Stored data entries:
____
// Copyright 2022 TiKV Project Authors. Licensed under Apache-2.0.

use std::{fmt, future::Future, pin::Pin};

use futures::{Stream, StreamExt};
use serde::{Deserialize, Serialize};

use super::{
    keys::{self, KeyValue, MetaKey},
    store::{Keys, KvEvent, KvEventType, MetaStore, Snapshot, WithRevision},
};
use crate::{
    annotate,
    errors::{Error, Result},
    types::{KeyRange, TimeStamp},
};

/// The immutable descriptor of a backup task, as persisted in the meta
/// service. The key ranges live under separate keys (see
/// [`MetaKey::ranges_of`]) so they can be range-queried.
#[derive(Clone, Default, Serialize, Deserialize, PartialEq, Eq, Debug)]
pub struct TaskInfo {
    pub name: String,
    /// The inclusive lower bound of any computed checkpoint.
    pub start_ts: u64,
    pub end_ts: u64,
    /// An opaque reference to the external storage backend. It may embed
    /// credentials, never log it raw.
    pub storage: String,
}

#[derive(Clone, Default, Serialize, Deserialize)]
pub struct StreamTask {
    pub info: TaskInfo,
    pub is_paused: bool,
}

impl fmt::Debug for StreamTask {
    fn fmt(&self, f: &mut fmt::Formatter<'_>) -> fmt::Result {
        f.debug_struct("StreamTask")
            .field("name", &self.info.name)
            .field("start_ts", &self.info.start_ts)
            .field("end_ts", &self.info.end_ts)
            .field("is_paused", &self.is_paused)
            .finish()
    }
}

/// The last error recorded for a task, kept for operators.
#[derive(Clone, Debug, Serialize, Deserialize, PartialEq, Eq)]
pub struct LastError {
    pub error_message: String,
    /// The physical (millisecond) part of the instant it happened at.
    pub happen_at: u64,
}

#[derive(Debug)]
pub enum MetadataEvent {
    AddTask { task: StreamTask },
    RemoveTask { task: String },
    PauseTask { task: String, reason: String },
    ResumeTask { task: String },
    Error { err: Error },
}

impl PartialEq for MetadataEvent {
    fn eq(&self, other: &Self) -> bool {
        match (self, other) {
            (Self::AddTask { task: a }, Self::AddTask { task: b }) => a.info == b.info,
            (Self::RemoveTask { task: a }, Self::RemoveTask { task: b }) => a == b,
            (
                Self::PauseTask { task: a, reason: ra },
                Self::PauseTask { task: b, reason: rb },
            ) => a == b && ra == rb,
            (Self::ResumeTask { task: a }, Self::ResumeTask { task: b }) => a == b,
            // Errors never compare equal.
            _ => false,
        }
    }
}

impl MetadataEvent {
    fn from_task_event(event: &KvEvent) -> Option<MetadataEvent> {
        let key = std::str::from_utf8(event.pair.key()).ok()?;
        let task_name = keys::extract_name_from_info(key)?;
        Some(match event.kind {
            KvEventType::Put => {
                let info: TaskInfo = serde_json::from_slice(event.pair.value()).ok()?;
                MetadataEvent::AddTask {
                    task: StreamTask {
                        info,
                        is_paused: false,
                    },
                }
            }
            KvEventType::Delete => MetadataEvent::RemoveTask {
                task: task_name.to_owned(),
            },
        })
    }

    fn from_pause_event(event: &KvEvent) -> Option<MetadataEvent> {
        let key = std::str::from_utf8(event.pair.key()).ok()?;
        let task_name = keys::extract_name_from_pause(key)?;
        Some(match event.kind {
            KvEventType::Put => MetadataEvent::PauseTask {
                task: task_name.to_owned(),
                reason: String::from_utf8_lossy(event.pair.value()).into_owned(),
            },
            KvEventType::Delete => MetadataEvent::ResumeTask {
                task: task_name.to_owned(),
            },
        })
    }
}

/// A live watch over the metadata. Await `cancel` to stop it; afterwards the
/// stream terminates.
pub struct Watcher {
    pub stream: Pin<Box<dyn Stream<Item = MetadataEvent> + Send>>,
    pub cancel: Pin<Box<dyn Future<Output = ()> + Send>>,
}

/// Operations over the metadata key space.
#[derive(Clone)]
pub struct MetadataClient<S> {
    pub meta_store: S,
}

impl<S: MetaStore> MetadataClient<S> {
    pub fn new(store: S) -> Self {
        Self { meta_store: store }
    }

    pub async fn insert_task_with_ranges(
        &self,
        task: &StreamTask,
        ranges: &[KeyRange],
    ) -> Result<()> {
        let info = serde_json::to_vec(&task.info)?;
        self.meta_store
            .set(KeyValue(MetaKey::task_of(&task.info.name), info))
            .await?;
        for range in ranges {
            self.meta_store
                .set(KeyValue(
                    MetaKey::range_of(&task.info.name, &range.start_key),
                    range.end_key.clone(),
                ))
                .await?;
        }
        Ok(())
    }

    pub async fn get_task(&self, name: &str) -> Result<Option<StreamTask>> {
        let snap = self.meta_store.snapshot().await?;
        let kvs = snap.get(Keys::Key(MetaKey::task_of(name))).await?;
        if kvs.is_empty() {
            return Ok(None);
        }
        let info: TaskInfo = serde_json::from_slice(kvs[0].value())?;
        let paused = !snap.get(Keys::Key(MetaKey::pause_of(name))).await?.is_empty();
        Ok(Some(StreamTask {
            info,
            is_paused: paused,
        }))
    }

    pub async fn get_tasks(&self) -> Result<WithRevision<Vec<StreamTask>>> {
        let snap = self.meta_store.snapshot().await?;
        let kvs = snap.get(Keys::Prefix(MetaKey::tasks())).await?;
        let paused = snap
            .get(Keys::Prefix(MetaKey::pauses()))
            .await?
            .into_iter()
            .filter_map(|kv| {
                std::str::from_utf8(kv.key())
                    .ok()
                    .and_then(keys::extract_name_from_pause)
                    .map(ToOwned::to_owned)
            })
            .collect::<std::collections::HashSet<_>>();
        let mut tasks = Vec::with_capacity(kvs.len());
        for kv in kvs {
            let info: TaskInfo = serde_json::from_slice(kv.value())?;
            let is_paused = paused.contains(&info.name);
            tasks.push(StreamTask { info, is_paused });
        }
        Ok(WithRevision {
            revision: snap.revision(),
            inner: tasks,
        })
    }

    pub async fn ranges_of_task(&self, name: &str) -> Result<WithRevision<Vec<KeyRange>>> {
        let snap = self.meta_store.snapshot().await?;
        let prefix = MetaKey::ranges_of(name);
        let kvs = snap.get(Keys::Prefix(prefix.clone())).await?;
        let ranges = kvs
            .into_iter()
            .map(|mut kv| {
                let key = kv.take_key();
                let start = key[prefix.0.len()..].to_vec();
                KeyRange::new(start, kv.take_value())
            })
            .collect();
        Ok(WithRevision {
            revision: snap.revision(),
            inner: ranges,
        })
    }

    pub async fn current_revision(&self) -> Result<i64> {
        Ok(self.meta_store.snapshot().await?.revision())
    }

    /// Remove every record of the task. The service GC safe point is managed
    /// by the advancer and has to be unregistered separately.
    pub async fn remove_task(&self, name: &str) -> Result<()> {
        self.meta_store
            .delete(Keys::Key(MetaKey::task_of(name)))
            .await?;
        self.meta_store
            .delete(Keys::Prefix(MetaKey::ranges_of(name)))
            .await?;
        self.meta_store
            .delete(Keys::Key(MetaKey::central_global_checkpoint_of(name)))
            .await?;
        self.meta_store
            .delete(Keys::Prefix(MetaKey::storage_checkpoint_prefix(name)))
            .await?;
        self.meta_store
            .delete(Keys::Key(MetaKey::pause_of(name)))
            .await?;
        self.meta_store
            .delete(Keys::Key(MetaKey::last_error_of(name)))
            .await?;
        Ok(())
    }

    pub async fn pause(&self, name: &str, reason: &str) -> Result<()> {
        self.meta_store
            .set(KeyValue(
                MetaKey::pause_of(name),
                reason.as_bytes().to_vec(),
            ))
            .await
    }

    pub async fn resume(&self, name: &str) -> Result<()> {
        self.meta_store
            .delete(Keys::Key(MetaKey::pause_of(name)))
            .await
    }

    /// Whether the task is paused, together with the recorded reason.
    pub async fn paused(&self, name: &str) -> Result<Option<String>> {
        let snap = self.meta_store.snapshot().await?;
        let kvs = snap.get(Keys::Key(MetaKey::pause_of(name))).await?;
        Ok(kvs
            .into_iter()
            .next()
            .map(|mut kv| String::from_utf8_lossy(&kv.take_value()).into_owned()))
    }

    /// Watch the task set from the revision (exclusive).
    pub async fn events_from(&self, revision: i64) -> Result<Watcher> {
        let sub = self
            .meta_store
            .watch(Keys::Prefix(MetaKey::tasks()), revision + 1)
            .await?;
        Ok(Watcher {
            stream: Box::pin(sub.stream.filter_map(|result| {
                futures::future::ready(match result {
                    Ok(event) => MetadataEvent::from_task_event(&event),
                    Err(err) => Some(MetadataEvent::Error { err }),
                })
            })),
            cancel: sub.cancel,
        })
    }

    /// Watch the pause markers from the revision (exclusive).
    pub async fn events_from_pause(&self, revision: i64) -> Result<Watcher> {
        let sub = self
            .meta_store
            .watch(Keys::Prefix(MetaKey::pauses()), revision + 1)
            .await?;
        Ok(Watcher {
            stream: Box::pin(sub.stream.filter_map(|result| {
                futures::future::ready(match result {
                    Ok(event) => MetadataEvent::from_pause_event(&event),
                    Err(err) => Some(MetadataEvent::Error { err }),
                })
            })),
            cancel: sub.cancel,
        })
    }

    pub async fn global_checkpoint_of(&self, task: &str) -> Result<Option<TimeStamp>> {
        let snap = self.meta_store.snapshot().await?;
        let kvs = snap
            .get(Keys::Key(MetaKey::central_global_checkpoint_of(task)))
            .await?;
        kvs.into_iter().next().map(parse_ts).transpose()
    }

    /// The progress of the task: the stored global checkpoint, bounded below
    /// by the task's start ts.
    pub async fn global_progress_of_task(&self, task: &str) -> Result<TimeStamp> {
        let info = self
            .get_task(task)
            .await?
            .ok_or_else(|| Error::NoSuchTask {
                task_name: task.to_owned(),
            })?;
        let stored = self.global_checkpoint_of(task).await?;
        Ok(stored
            .unwrap_or_else(TimeStamp::zero)
            .max(TimeStamp::new(info.info.start_ts)))
    }

    pub async fn set_global_checkpoint(&self, task: &str, checkpoint: TimeStamp) -> Result<()> {
        self.meta_store
            .set(KeyValue(
                MetaKey::central_global_checkpoint_of(task),
                checkpoint.into_inner().to_be_bytes().to_vec(),
            ))
            .await
    }

    /// The advisory per-store storage checkpoint. Only written by the
    /// storage nodes, never from here.
    pub async fn storage_checkpoint_of(
        &self,
        task: &str,
        store_id: u64,
    ) -> Result<Option<TimeStamp>> {
        let snap = self.meta_store.snapshot().await?;
        let kvs = snap
            .get(Keys::Key(MetaKey::storage_checkpoint_of(task, store_id)))
            .await?;
        kvs.into_iter().next().map(parse_ts).transpose()
    }

    pub async fn report_last_error(&self, task: &str, last_error: LastError) -> Result<()> {
        self.meta_store
            .set(KeyValue(
                MetaKey::last_error_of(task),
                serde_json::to_vec(&last_error)?,
            ))
            .await
    }

    pub async fn get_last_error(&self, task: &str) -> Result<Option<LastError>> {
        let snap = self.meta_store.snapshot().await?;
        let kvs = snap.get(Keys::Key(MetaKey::last_error_of(task))).await?;
        kvs.into_iter()
            .next()
            .map(|kv| serde_json::from_slice(kv.value()).map_err(|err| err.into()))
            .transpose()
    }
}

fn parse_ts(kv: KeyValue) -> Result<TimeStamp> {
    let value = kv.value();
    let bytes: [u8; 8] = value
        .try_into()
        .map_err(|_| annotate!(format_args!("{} bytes", value.len()), "malformed checkpoint"))?;
    Ok(TimeStamp::new(u64::from_be_bytes(bytes)))
}
// Copyright 2022 TiKV Project Authors. Licensed under Apache-2.0.

//! The abstraction over an etcd-like meta store: a sorted KV store with
//! revisions and watchable ranges.

pub mod etcd;
pub mod slash_etc;

pub use etcd::EtcdStore;
pub use slash_etc::SlashEtcStore;

use std::{future::Future, pin::Pin};

use async_trait::async_trait;
use futures::Stream;

use super::keys::{KeyValue, MetaKey};
use crate::errors::Result;

/// An item associated with the store revision it was read at.
#[derive(Debug, Clone)]
pub struct WithRevision<T> {
    pub revision: i64,
    pub inner: T,
}

/// The key set of one operation.
#[derive(Debug, Clone)]
pub enum Keys {
    Prefix(MetaKey),
    Range(MetaKey, MetaKey),
    Key(MetaKey),
}

impl Keys {
    /// Convert the key set into a half-open `[start, end)` pair.
    pub fn into_bound(self) -> (Vec<u8>, Vec<u8>) {
        match self {
            Keys::Prefix(key) => {
                let next = key.next_prefix();
                (key.into(), next.into())
            }
            Keys::Range(start, end) => (start.into(), end.into()),
            Keys::Key(key) => {
                let next = key.next();
                (key.into(), next.into())
            }
        }
    }
}

#[derive(Debug, Clone, Copy, PartialEq, Eq)]
pub enum KvEventType {
    Put,
    Delete,
}

#[derive(Debug, Clone, PartialEq, Eq)]
pub struct KvEvent {
    pub kind: KvEventType,
    pub pair: KeyValue,
}

#[derive(Debug, Clone, Copy, Default)]
pub struct GetExtra {
    pub desc_order: bool,
    /// Zero means no limit.
    pub limit: usize,
}

#[derive(Debug)]
pub struct GetResponse {
    pub kvs: Vec<KeyValue>,
    pub more: bool,
}

/// A watch over some key set. Polling `stream` yields the changes; awaiting
/// `cancel` stops the watch and releases the server side resource.
pub struct Subscription {
    pub stream: Pin<Box<dyn Stream<Item = Result<KvEvent>> + Send>>,
    pub cancel: Pin<Box<dyn Future<Output = ()> + Send>>,
}

pub type KvChangeSubscription = Subscription;

#[async_trait]
pub trait Snapshot: Send + Sync + 'static {
    async fn get_extra(&self, keys: Keys, extra: GetExtra) -> Result<GetResponse>;
    fn revision(&self) -> i64;

    async fn get(&self, keys: Keys) -> Result<Vec<KeyValue>> {
        Ok(self.get_extra(keys, GetExtra::default()).await?.kvs)
    }
}

#[async_trait]
pub trait MetaStore: Clone + Send + Sync + 'static {
    type Snap: Snapshot;

    /// Take a consistent snapshot of the store.
    async fn snapshot(&self) -> Result<Self::Snap>;
    /// Write one key.
    async fn set(&self, pair: KeyValue) -> Result<()>;
    /// Delete a key set.
    async fn delete(&self, keys: Keys) -> Result<()>;
    /// Watch the key set from the revision (exclusive). When the requested
    /// revision is no longer watchable, the implementation fails and the
    /// caller is supposed to re-list and re-watch.
    async fn watch(&self, keys: Keys, start_rev: i64) -> Result<KvChangeSubscription>;
}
____
YOUR TASK: Look through the records above for the string "collect", then copy every line that has it.

REPLY:
            .collect::<std::collections::HashSet<_>>();
            .collect();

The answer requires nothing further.